From around mid-January of this year I opted to reduce my hours to four days a week. Quite a gamble. It’s not like booksellers earn a handsome wage. Shaving one fifth off your wages is... sobering. Squeezing in writing around shift work was proving near impossible. Squeezing in life around shift work is pretty difficult. Regular meal times go out the window, the diet descends into murky realms that skate the abyss of McBadness. You eat on the run, vegetables are things that happen to other people, coffee isn’t so much a pleasure as a necessity. Seeing friends becomes challenging. Planning life around the all-powerful rota becomes all-consuming. And the writing. Well, maybe tomorrow, or the day after that.

That’s why you have to be an opportunist.
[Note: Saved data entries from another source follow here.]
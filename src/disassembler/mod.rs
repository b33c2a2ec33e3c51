//! CIL (Common Intermediate Language) instruction decoding engine.
//!
//! This module turns the raw code of one method into a list of [`Instruction`]s and back.
//!
//! # Key Types
//! - [`OpcodeDescriptor`] - Static description of an opcode
//! - [`OperandKind`] / [`OperandValue`] - Operand layouts and decoded operands
//! - [`Instruction`] - A decoded instruction
//! - [`FlowType`] - How instructions affect control flow
//!
//! # Main Functions
//! - [`lookup`] / [`read_opcode`] / [`by_mnemonic`] - Opcode table access
//! - [`read_operand`] - Decode one operand per its kind
//! - [`decode_instruction`] / [`decode`] - Decode one instruction or a whole buffer
//! - [`decode_method`] / [`decode_methods`] - Decode method bodies, optionally in parallel
//! - [`encode`] / [`encode_instruction`] - Encode instructions back to bytes
//!
//! # Example
//! ```rust
//! use cildecode::{disassembler::decode, metadata::resolver::OpaqueResolver};
//!
//! let instructions = decode(&[0x00, 0x2A], &OpaqueResolver)?; // nop, ret
//! assert_eq!(instructions[1].mnemonic(), "ret");
//! assert_eq!(instructions[1].offset, 1);
//! # Ok::<(), cildecode::Error>(())
//! ```

pub mod branch;
mod decoder;
mod encoder;
mod instruction;
mod operand;
mod table;

pub use decoder::{decode, decode_instruction, decode_method, decode_methods, DecodedMethod};
pub use encoder::{encode, encode_instruction, InstructionEncoder};
pub use instruction::Instruction;
pub use operand::{read_operand, OperandValue};
pub use table::{
    by_mnemonic, iter as opcodes, lookup, read_opcode, FlowType, OpcodeDescriptor, OperandKind,
    PREFIX_FE,
};
//! Encoding of decoded instructions back into CIL bytes.
//!
//! This is the inverse of [`crate::disassembler::decode`]: opcode bytes are written first,
//! then the operand in little-endian order. Branch and switch operands hold absolute targets
//! and are turned back into deltas relative to the end of the instruction, using the
//! instruction's own `offset`. Resolved token operands write back the token they were resolved
//! from, so no resolver is needed.
//!
//! [`InstructionEncoder`] builds instruction lists from mnemonics and lays out offsets
//! automatically.
//!
//! # Examples
//!
//! ```rust
//! use cildecode::{
//!     disassembler::{decode, encode, InstructionEncoder, OperandValue},
//!     metadata::resolver::OpaqueResolver,
//! };
//!
//! let mut encoder = InstructionEncoder::new();
//! encoder.emit("ldarg.0", OperandValue::None)?;
//! encoder.emit("brtrue.s", OperandValue::Target(4))?;
//! encoder.emit("nop", OperandValue::None)?;
//! encoder.emit("ret", OperandValue::None)?;
//!
//! let code = encoder.finish()?;
//! assert_eq!(code, [0x02, 0x2D, 0x01, 0x00, 0x2A]);
//!
//! // Decoding gives back the same instructions
//! assert_eq!(encode(&decode(&code, &OpaqueResolver)?)?, code);
//! # Ok::<(), cildecode::Error>(())
//! ```

use crate::{
    disassembler::{
        branch::{instruction_end, relative_offset},
        by_mnemonic, Instruction, OperandKind, OperandValue,
    },
    file::io::write_le,
    Result,
};

/// Appends the encoding of `instruction` to `out`.
///
/// # Errors
/// Returns [`crate::Error::Malformed`] if the operand does not fit the opcode's operand kind,
/// the opcode takes an inline signature, or a short branch target is out of reach.
pub fn encode_instruction(instruction: &Instruction, out: &mut Vec<u8>) -> Result<()> {
    let opcode = instruction.opcode;
    if opcode.operand == OperandKind::InlineSignature {
        return Err(malformed_error!(
            "'{}' at IL_{:04x} carries an inline signature, which cannot be encoded",
            opcode.mnemonic,
            instruction.offset
        ));
    }
    if !instruction.operand.matches(opcode.operand) {
        return Err(malformed_error!(
            "'{}' at IL_{:04x} expects a {} operand, got {:?}",
            opcode.mnemonic,
            instruction.offset,
            opcode.operand,
            instruction.operand
        ));
    }

    out.extend_from_slice(opcode.bytes());

    match &instruction.operand {
        OperandValue::None => {}
        OperandValue::Int8(value) => write_le(out, *value),
        OperandValue::Int32(value) => write_le(out, *value),
        OperandValue::Int64(value) => write_le(out, *value),
        OperandValue::Float32(value) => write_le(out, *value),
        OperandValue::Float64(value) => write_le(out, *value),
        OperandValue::ShortLocal(index) => write_le(out, *index),
        OperandValue::Local(index) => write_le(out, *index),
        OperandValue::Target(target) => {
            if opcode.operand == OperandKind::ShortBranchTarget {
                let base = instruction_end(instruction.offset, opcode.size, 1);
                let delta = i8::try_from(relative_offset(base, *target)).map_err(|_| {
                    malformed_error!(
                        "'{}' at IL_{:04x} cannot reach IL_{:04x}",
                        opcode.mnemonic,
                        instruction.offset,
                        target
                    )
                })?;
                write_le(out, delta);
            } else {
                let base = instruction_end(instruction.offset, opcode.size, 4);
                write_le(out, relative_offset(base, *target));
            }
        }
        OperandValue::Switch(targets) => {
            let count = u32::try_from(targets.len())
                .map_err(|_| malformed_error!("Switch with {} targets", targets.len()))?;
            let base = instruction_end(
                instruction.offset,
                opcode.size,
                4_u32.wrapping_add(count.wrapping_mul(4)),
            );

            write_le(out, count);
            for target in targets {
                write_le(out, relative_offset(base, *target));
            }
        }
        OperandValue::String(_)
        | OperandValue::Method(_)
        | OperandValue::Field(_)
        | OperandValue::Type(_)
        | OperandValue::Member(_) => {
            if let Some(token) = instruction.operand.token() {
                write_le(out, token.value());
            }
        }
    }

    Ok(())
}

/// Encodes a complete instruction list.
///
/// Each instruction's `offset` must equal the number of bytes written before it, which is
/// always the case for lists produced by the decoder or by [`InstructionEncoder`].
///
/// # Errors
/// Returns [`crate::Error::Malformed`] for offset mismatches and for any error of
/// [`encode_instruction`].
pub fn encode(instructions: &[Instruction]) -> Result<Vec<u8>> {
    let mut out = Vec::with_capacity(instructions.iter().map(Instruction::size).sum());
    for instruction in instructions {
        if u64::from(instruction.offset) != out.len() as u64 {
            return Err(malformed_error!(
                "'{}' claims offset IL_{:04x} but is encoded at IL_{:04x}",
                instruction.opcode.mnemonic,
                instruction.offset,
                out.len()
            ));
        }
        encode_instruction(instruction, &mut out)?;
    }
    Ok(out)
}

/// Builds an instruction list from mnemonics, assigning consecutive offsets.
///
/// Branch operands are absolute targets, so forward targets must be computed by the caller.
#[derive(Debug, Default)]
pub struct InstructionEncoder {
    instructions: Vec<Instruction>,
    position: u32,
}

impl InstructionEncoder {
    /// Creates an empty encoder.
    #[must_use]
    pub fn new() -> Self {
        Self::default()
    }

    /// Offset the next emitted instruction will receive.
    #[must_use]
    pub fn position(&self) -> u32 {
        self.position
    }

    /// Appends an instruction.
    ///
    /// # Errors
    /// Returns [`crate::Error::Malformed`] for unknown mnemonics, operands that do not fit the
    /// opcode, or code growing past 32-bit offsets.
    pub fn emit(&mut self, mnemonic: &str, operand: OperandValue) -> Result<&Instruction> {
        let Some(opcode) = by_mnemonic(mnemonic) else {
            return Err(malformed_error!("Unknown mnemonic '{}'", mnemonic));
        };
        if opcode.operand == OperandKind::InlineSignature || !operand.matches(opcode.operand) {
            return Err(malformed_error!(
                "'{}' expects a {} operand, got {:?}",
                mnemonic,
                opcode.operand,
                operand
            ));
        }

        let instruction = Instruction {
            offset: self.position,
            opcode,
            operand,
        };
        self.position = u32::try_from(instruction.end())
            .map_err(|_| malformed_error!("Code exceeds the 32-bit address space"))?;
        self.instructions.push(instruction);

        Ok(&self.instructions[self.instructions.len() - 1])
    }

    /// Instructions emitted so far.
    #[must_use]
    pub fn instructions(&self) -> &[Instruction] {
        &self.instructions
    }

    /// Consumes the encoder and returns the instruction list.
    #[must_use]
    pub fn into_instructions(self) -> Vec<Instruction> {
        self.instructions
    }

    /// Consumes the encoder and returns the encoded bytes.
    ///
    /// # Errors
    /// Returns the first error of [`encode`].
    pub fn finish(self) -> Result<Vec<u8>> {
        encode(&self.instructions)
    }
}

#[cfg(test)]
mod tests {
    use super::*;
    use crate::{
        disassembler::decode,
        metadata::{
            resolver::{OpaqueResolver, TypeRef},
            token::Token,
        },
        Error,
    };

    #[test]
    fn simple_instructions() -> Result<()> {
        let mut encoder = InstructionEncoder::new();
        encoder.emit("nop", OperandValue::None)?;
        encoder.emit("ldc.i4.s", OperandValue::Int8(-1))?;
        encoder.emit("ldloc", OperandValue::Local(300))?;
        encoder.emit("ceq", OperandValue::None)?;
        encoder.emit("ret", OperandValue::None)?;
        assert_eq!(encoder.position(), 10);

        assert_eq!(
            encoder.finish()?,
            [0x00, 0x1F, 0xFF, 0xFE, 0x0C, 0x2C, 0x01, 0xFE, 0x01, 0x2A]
        );
        Ok(())
    }

    #[test]
    fn backward_branches() -> Result<()> {
        let mut encoder = InstructionEncoder::new();
        encoder.emit("br.s", OperandValue::Target(0))?;
        encoder.emit("br", OperandValue::Target(0))?;

        assert_eq!(encoder.finish()?, [0x2B, 0xFE, 0x38, 0xF9, 0xFF, 0xFF, 0xFF]);
        Ok(())
    }

    #[test]
    fn switch_targets() -> Result<()> {
        let mut encoder = InstructionEncoder::new();
        encoder.emit("switch", OperandValue::Switch(vec![13, 0]))?;

        #[rustfmt::skip]
        let expected = [
            0x45, 0x02, 0x00, 0x00, 0x00,
            0x00, 0x00, 0x00, 0x00,
            0xF3, 0xFF, 0xFF, 0xFF,
        ];
        assert_eq!(encoder.finish()?, expected);
        Ok(())
    }

    #[test]
    fn tokens_are_written_back() -> Result<()> {
        let mut encoder = InstructionEncoder::new();
        encoder.emit(
            "box",
            OperandValue::Type(TypeRef {
                token: Token(0x0100_0009),
                name: "int".into(),
            }),
        )?;

        assert_eq!(encoder.finish()?, [0x8C, 0x09, 0x00, 0x00, 0x01]);
        Ok(())
    }

    #[test]
    fn short_branch_out_of_range() {
        let mut encoder = InstructionEncoder::new();
        encoder.emit("br.s", OperandValue::Target(500)).unwrap();
        assert!(matches!(encoder.finish(), Err(Error::Malformed { .. })));
    }

    #[test]
    fn rejects_mismatched_operands() {
        let mut encoder = InstructionEncoder::new();
        assert!(encoder.emit("ldc.i4", OperandValue::Int8(1)).is_err());
        assert!(encoder.emit("calli", OperandValue::None).is_err());
        assert!(encoder.emit("frobnicate", OperandValue::None).is_err());
        assert!(encoder.instructions().is_empty());

        let bad = Instruction {
            offset: 0,
            opcode: by_mnemonic("ret").unwrap(),
            operand: OperandValue::Int32(0),
        };
        assert!(matches!(encode(&[bad]), Err(Error::Malformed { .. })));
    }

    #[test]
    fn rejects_offset_gaps() {
        let instructions = vec![Instruction {
            offset: 3,
            opcode: by_mnemonic("nop").unwrap(),
            operand: OperandValue::None,
        }];
        assert!(matches!(encode(&instructions), Err(Error::Malformed { .. })));
    }

    #[test]
    fn round_trip() -> Result<()> {
        #[rustfmt::skip]
        let code = [
            0x16,                               // ldc.i4.0
            0x0A,                               // stloc.0
            0x2B, 0x08,                         // br.s IL_000c
            0x06,                               // ldloc.0
            0x17,                               // ldc.i4.1
            0x58,                               // add
            0x0A,                               // stloc.0
            0xFE, 0x0C, 0x01, 0x00,             // ldloc 1
            0x06,                               // ldloc.0
            0x1F, 0x0A,                         // ldc.i4.s 10
            0x32, 0xF3,                         // blt.s IL_0004
            0x22, 0x00, 0x00, 0xC0, 0x3F,       // ldc.r4 1.5
            0x26,                               // pop
            0xD0, 0x01, 0x00, 0x00, 0x02,       // ldtoken
            0x26,                               // pop
            0x2A,                               // ret
        ];
        let instructions = decode(&code, &OpaqueResolver)?;
        assert_eq!(instructions[2].operand, OperandValue::Target(0x0c));
        assert_eq!(instructions[10].operand, OperandValue::Target(0x04));

        assert_eq!(encode(&instructions)?, code);
        Ok(())
    }
}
Be able to write when ever you can, where ever you can. I’ve got better at this but I still don’t feel it’s enough. I’ve written in coffee bars (a favourite), or the bus (least favourite), in pubs (loud), in the staff room at work, on the train (the favourite) and at home. I’ve written alone and I’ve written alongside friends (including Tom Pollock, who gives great feedback). My most flat out productive periods are when I’m cat-sitting in Penge. Perhaps the week long deadline and lack of distractions are contributing factors. I may have to move to Penge just to dis-prove my tenuous theory it sits on some sort of keyboard-based ley line.